What to work on:
Output all of the listing below, leaving every line unchanged.

=== Section Start ===

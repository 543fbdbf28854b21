//! Auth API wire types
//!
//! Request and response bodies for the `/api/auth/*` endpoints. The backend
//! wraps every answer in `{ success, message, data }`; only `data` is
//! modelled per endpoint.

use std::fmt;

use chrono::{DateTime, NaiveDateTime};
use serde::{Deserialize, Serialize};

use crate::shared::error::ApiError;

/// Opaque credential sent as `Authorization: Bearer <token>`.
///
/// Only constructible from a non-empty string, so holding one means the
/// header is safe to attach.
#[derive(Clone, PartialEq, Eq, Serialize, Deserialize)]
#[serde(try_from = "String", into = "String")]
pub struct BearerToken(String);

impl BearerToken {
    pub fn new(raw: impl Into<String>) -> Option<Self> {
        let raw = raw.into();
        let trimmed = raw.trim();
        if trimmed.is_empty() {
            None
        } else {
            Some(Self(trimmed.to_string()))
        }
    }

    pub fn as_str(&self) -> &str {
        &self.0
    }

    /// Value for the `Authorization` header
    pub fn header_value(&self) -> String {
        format!("Bearer {}", self.0)
    }
}

// Never print the credential itself.
impl fmt::Debug for BearerToken {
    fn fmt(&self, f: &mut fmt::Formatter<'_>) -> fmt::Result {
        write!(f, "BearerToken(<{} chars>)", self.0.len())
    }
}

impl TryFrom<String> for BearerToken {
    type Error = String;

    fn try_from(value: String) -> Result<Self, Self::Error> {
        Self::new(value).ok_or_else(|| "empty bearer token".to_string())
    }
}

impl From<BearerToken> for String {
    fn from(value: BearerToken) -> Self {
        value.0
    }
}

/// Body of `POST /api/auth/signup`
#[derive(Debug, Clone, PartialEq, Serialize, Deserialize)]
pub struct SignUpRequest {
    pub username: String,
    pub email: String,
    pub password: String,
}

/// Body of `POST /api/auth/signin`. `login` accepts an email or a username.
#[derive(Debug, Clone, PartialEq, Serialize, Deserialize)]
pub struct SignInRequest {
    pub login: String,
    pub password: String,
}

/// `data` of a successful sign-in or sign-up
#[derive(Debug, Clone, PartialEq, Serialize, Deserialize)]
pub struct AuthPayload {
    #[serde(default)]
    pub user_id: String,
    pub email: String,
    pub username: String,
    #[serde(default)]
    pub phone: Option<String>,
    #[serde(default)]
    pub token: Option<String>,
}

impl AuthPayload {
    /// Split the payload into the token and the user record kept in the session.
    pub fn into_session_parts(self) -> Result<(BearerToken, UserProfile), ApiError> {
        let token = self
            .token
            .and_then(BearerToken::new)
            .ok_or_else(|| ApiError::decode("response did not contain a token"))?;

        let user = UserProfile {
            user_id: self.user_id,
            username: self.username,
            email: self.email,
            phone: self.phone.filter(|p| !p.is_empty()),
            ..UserProfile::default()
        };

        Ok((token, user))
    }
}

/// User record shown in the header and on the profile page
#[derive(Debug, Clone, Default, PartialEq, Serialize, Deserialize)]
pub struct UserProfile {
    #[serde(default)]
    pub user_id: String,
    pub username: String,
    pub email: String,
    #[serde(default, alias = "memberSince", alias = "created_at")]
    pub member_since: Option<String>,
    #[serde(default)]
    pub phone: Option<String>,
    #[serde(default)]
    pub date_of_birth: Option<String>,
    #[serde(default)]
    pub gender: Option<String>,
    #[serde(default)]
    pub profile_picture: Option<String>,
    #[serde(default)]
    pub email_verified: bool,
}

impl UserProfile {
    /// "Month YYYY" when the server timestamp parses, the raw value otherwise.
    pub fn member_since_display(&self) -> String {
        let Some(raw) = self.member_since.as_deref().filter(|s| !s.is_empty()) else {
            return "Unknown".to_string();
        };

        if let Ok(parsed) = DateTime::parse_from_rfc3339(raw) {
            return parsed.format("%B %Y").to_string();
        }
        for pattern in ["%Y-%m-%dT%H:%M:%S%.f", "%Y-%m-%dT%H:%M:%S"] {
            if let Ok(parsed) = NaiveDateTime::parse_from_str(raw, pattern) {
                return parsed.format("%B %Y").to_string();
            }
        }
        raw.to_string()
    }
}

/// Body of `PUT /api/auth/profile`. The backend only accepts these fields.
#[derive(Debug, Clone, Default, PartialEq, Serialize, Deserialize)]
pub struct ProfileUpdate {
    #[serde(skip_serializing_if = "Option::is_none")]
    pub phone: Option<String>,
    #[serde(skip_serializing_if = "Option::is_none")]
    pub date_of_birth: Option<String>,
    #[serde(skip_serializing_if = "Option::is_none")]
    pub gender: Option<String>,
    #[serde(skip_serializing_if = "Option::is_none")]
    pub profile_picture: Option<String>,
}

impl ProfileUpdate {
    pub fn is_empty(&self) -> bool {
        self.phone.is_none()
            && self.date_of_birth.is_none()
            && self.gender.is_none()
            && self.profile_picture.is_none()
    }

    /// Copy the submitted fields onto a cached profile after a successful update.
    pub fn apply_to(&self, profile: &mut UserProfile) {
        if let Some(phone) = &self.phone {
            profile.phone = Some(phone.clone());
        }
        if let Some(dob) = &self.date_of_birth {
            profile.date_of_birth = Some(dob.clone());
        }
        if let Some(gender) = &self.gender {
            profile.gender = Some(gender.clone());
        }
        if let Some(picture) = &self.profile_picture {
            profile.profile_picture = Some(picture.clone());
        }
    }
}
//! Property-based tests for form validation

use proptest::prelude::*;
use synthesis::egui_app::forms::{SignUpForm, FILL_ALL_FIELDS};
use synthesis::egui_app::validators::{
    password_requirements, validate_email, validate_password_strength, validate_username,
    PasswordRequirement,
};

proptest! {
    #[test]
    fn test_missing_requirements_are_exactly_the_unmet_ones(password in "\\PC{0,16}") {
        let missing = password_requirements(&password);
        for requirement in PasswordRequirement::ALL {
            prop_assert_eq!(missing.contains(&requirement), !requirement.is_met_by(&password));
        }
        prop_assert_eq!(validate_password_strength(&password).is_ok(), missing.is_empty());
    }

    #[test]
    fn test_strength_message_names_each_missing_phrase(password in "[a-z]{0,12}") {
        let missing = password_requirements(&password);
        match validate_password_strength(&password) {
            Ok(()) => prop_assert!(missing.is_empty()),
            Err(message) => {
                prop_assert!(message.starts_with("Password must contain "));
                for requirement in missing {
                    prop_assert!(message.contains(requirement.phrase()));
                }
            }
        }
    }

    #[test]
    fn test_well_formed_emails_pass(
        local in "[a-z0-9._]{1,12}",
        domain in "[a-z0-9]{1,12}",
        tld in "[a-z]{2,6}",
    ) {
        let email = format!("{}@{}.{}", local, domain, tld);
        prop_assert!(validate_email(&email).is_ok());
    }

    #[test]
    fn test_emails_without_at_fail(text in "[a-z0-9.]{0,20}") {
        prop_assert!(validate_email(&text).is_err());
    }

    #[test]
    fn test_usernames_of_word_chars_in_range_pass(name in "[A-Za-z0-9_]{3,30}") {
        prop_assert!(validate_username(&name).is_ok());
    }

    #[test]
    fn test_blank_sign_up_never_builds_request(spaces in " {0,4}") {
        let mut form = SignUpForm {
            username: spaces.clone(),
            email: spaces.clone(),
            password: String::new(),
            confirm_password: String::new(),
            ..SignUpForm::default()
        };
        prop_assert!(form.validate().is_none());
        prop_assert_eq!(form.errors.form(), Some(FILL_ALL_FIELDS));
    }
}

=== Section End ===

Written answer:
repository 543fbdbf28854b21
//! Auth API wire types
//!
//! Request and response bodies for the `/api/auth/*` endpoints. The backend
//! wraps every answer in `{ success, message, data }`; only `data` is
//! modelled per endpoint.

use std::fmt;

use chrono::{DateTime, NaiveDateTime};
use serde::{Deserialize, Serialize};

use crate::shared::error::ApiError;

/// Opaque credential sent as `Authorization: Bearer <token>`.
///
/// Only constructible from a non-empty string, so holding one means the
/// header is safe to attach.
#[derive(Clone, PartialEq, Eq, Serialize, Deserialize)]
#[serde(try_from = "String", into = "String")]
pub struct BearerToken(String);

impl BearerToken {
    pub fn new(raw: impl Into<String>) -> Option<Self> {
        let raw = raw.into();
        let trimmed = raw.trim();
        if trimmed.is_empty() {
            None
        } else {
            Some(Self(trimmed.to_string()))
        }
    }

    pub fn as_str(&self) -> &str {
        &self.0
    }

    /// Value for the `Authorization` header
    pub fn header_value(&self) -> String {
        format!("Bearer {}", self.0)
    }
}

// Never print the credential itself.
impl fmt::Debug for BearerToken {
    fn fmt(&self, f: &mut fmt::Formatter<'_>) -> fmt::Result {
        write!(f, "BearerToken(<{} chars>)", self.0.len())
    }
}

impl TryFrom<String> for BearerToken {
    type Error = String;

    fn try_from(value: String) -> Result<Self, Self::Error> {
        Self::new(value).ok_or_else(|| "empty bearer token".to_string())
    }
}

impl From<BearerToken> for String {
    fn from(value: BearerToken) -> Self {
        value.0
    }
}

/// Body of `POST /api/auth/signup`
#[derive(Debug, Clone, PartialEq, Serialize, Deserialize)]
pub struct SignUpRequest {
    pub username: String,
    pub email: String,
    pub password: String,
}

/// Body of `POST /api/auth/signin`. `login` accepts an email or a username.
#[derive(Debug, Clone, PartialEq, Serialize, Deserialize)]
pub struct SignInRequest {
    pub login: String,
    pub password: String,
}

/// `data` of a successful sign-in or sign-up
#[derive(Debug, Clone, PartialEq, Serialize, Deserialize)]
pub struct AuthPayload {
    #[serde(default)]
    pub user_id: String,
    pub email: String,
    pub username: String,
    #[serde(default)]
    pub phone: Option<String>,
    #[serde(default)]
    pub token: Option<String>,
}

impl AuthPayload {
    /// Split the payload into the token and the user record kept in the session.
    pub fn into_session_parts(self) -> Result<(BearerToken, UserProfile), ApiError> {
        let token = self
            .token
            .and_then(BearerToken::new)
            .ok_or_else(|| ApiError::decode("response did not contain a token"))?;

        let user = UserProfile {
            user_id: self.user_id,
            username: self.username,
            email: self.email,
            phone: self.phone.filter(|p| !p.is_empty()),
            ..UserProfile::default()
        };

        Ok((token, user))
    }
}

/// User record shown in the header and on the profile page
#[derive(Debug, Clone, Default, PartialEq, Serialize, Deserialize)]
pub struct UserProfile {
    #[serde(default)]
    pub user_id: String,
    pub username: String,
    pub email: String,
    #[serde(default, alias = "memberSince", alias = "created_at")]
    pub member_since: Option<String>,
    #[serde(default)]
    pub phone: Option<String>,
    #[serde(default)]
    pub date_of_birth: Option<String>,
    #[serde(default)]
    pub gender: Option<String>,
    #[serde(default)]
    pub profile_picture: Option<String>,
    #[serde(default)]
    pub email_verified: bool,
}

impl UserProfile {
    /// "Month YYYY" when the server timestamp parses, the raw value otherwise.
    pub fn member_since_display(&self) -> String {
        let Some(raw) = self.member_since.as_deref().filter(|s| !s.is_empty()) else {
            return "Unknown".to_string();
        };

        if let Ok(parsed) = DateTime::parse_from_rfc3339(raw) {
            return parsed.format("%B %Y").to_string();
        }
        for pattern in ["%Y-%m-%dT%H:%M:%S%.f", "%Y-%m-%dT%H:%M:%S"] {
            if let Ok(parsed) = NaiveDateTime::parse_from_str(raw, pattern) {
                return parsed.format("%B %Y").to_string();
            }
        }
        raw.to_string()
    }
}

/// Body of `PUT /api/auth/profile`. The backend only accepts these fields.
#[derive(Debug, Clone, Default, PartialEq, Serialize, Deserialize)]
pub struct ProfileUpdate {
    #[serde(skip_serializing_if = "Option::is_none")]
    pub phone: Option<String>,
    #[serde(skip_serializing_if = "Option::is_none")]
    pub date_of_birth: Option<String>,
    #[serde(skip_serializing_if = "Option::is_none")]
    pub gender: Option<String>,
    #[serde(skip_serializing_if = "Option::is_none")]
    pub profile_picture: Option<String>,
}

impl ProfileUpdate {
    pub fn is_empty(&self) -> bool {
        self.phone.is_none()
            && self.date_of_birth.is_none()
            && self.gender.is_none()
            && self.profile_picture.is_none()
    }

    /// Copy the submitted fields onto a cached profile after a successful update.
    pub fn apply_to(&self, profile: &mut UserProfile) {
        if let Some(phone) = &self.phone {
            profile.phone = Some(phone.clone());
        }
        if let Some(dob) = &self.date_of_birth {
            profile.date_of_birth = Some(dob.clone());
        }
        if let Some(gender) = &self.gender {
            profile.gender = Some(gender.clone());
        }
        if let Some(picture) = &self.profile_picture {
            profile.profile_picture = Some(picture.clone());
        }
    }
}
//! Property-based tests for form validation

use proptest::prelude::*;
use synthesis::egui_app::forms::{SignUpForm, FILL_ALL_FIELDS};
use synthesis::egui_app::validators::{
    password_requirements, validate_email, validate_password_strength, validate_username,
    PasswordRequirement,
};

proptest! {
    #[test]
    fn test_missing_requirements_are_exactly_the_unmet_ones(password in "\\PC{0,16}") {
        let missing = password_requirements(&password);
        for requirement in PasswordRequirement::ALL {
            prop_assert_eq!(missing.contains(&requirement), !requirement.is_met_by(&password));
        }
        prop_assert_eq!(validate_password_strength(&password).is_ok(), missing.is_empty());
    }

    #[test]
    fn test_strength_message_names_each_missing_phrase(password in "[a-z]{0,12}") {
        let missing = password_requirements(&password);
        match validate_password_strength(&password) {
            Ok(()) => prop_assert!(missing.is_empty()),
            Err(message) => {
                prop_assert!(message.starts_with("Password must contain "));
                for requirement in missing {
                    prop_assert!(message.contains(requirement.phrase()));
                }
            }
        }
    }

    #[test]
    fn test_well_formed_emails_pass(
        local in "[a-z0-9._]{1,12}",
        domain in "[a-z0-9]{1,12}",
        tld in "[a-z]{2,6}",
    ) {
        let email = format!("{}@{}.{}", local, domain, tld);
        prop_assert!(validate_email(&email).is_ok());
    }

    #[test]
    fn test_emails_without_at_fail(text in "[a-z0-9.]{0,20}") {
        prop_assert!(validate_email(&text).is_err());
    }

    #[test]
    fn test_usernames_of_word_chars_in_range_pass(name in "[A-Za-z0-9_]{3,30}") {
        prop_assert!(validate_username(&name).is_ok());
    }

    #[test]
    fn test_blank_sign_up_never_builds_request(spaces in " {0,4}") {
        let mut form = SignUpForm {
            username: spaces.clone(),
            email: spaces.clone(),
            password: String::new(),
            confirm_password: String::new(),
            ..SignUpForm::default()
        };
        prop_assert!(form.validate().is_none());
        prop_assert_eq!(form.errors.form(), Some(FILL_ALL_FIELDS));
    }
}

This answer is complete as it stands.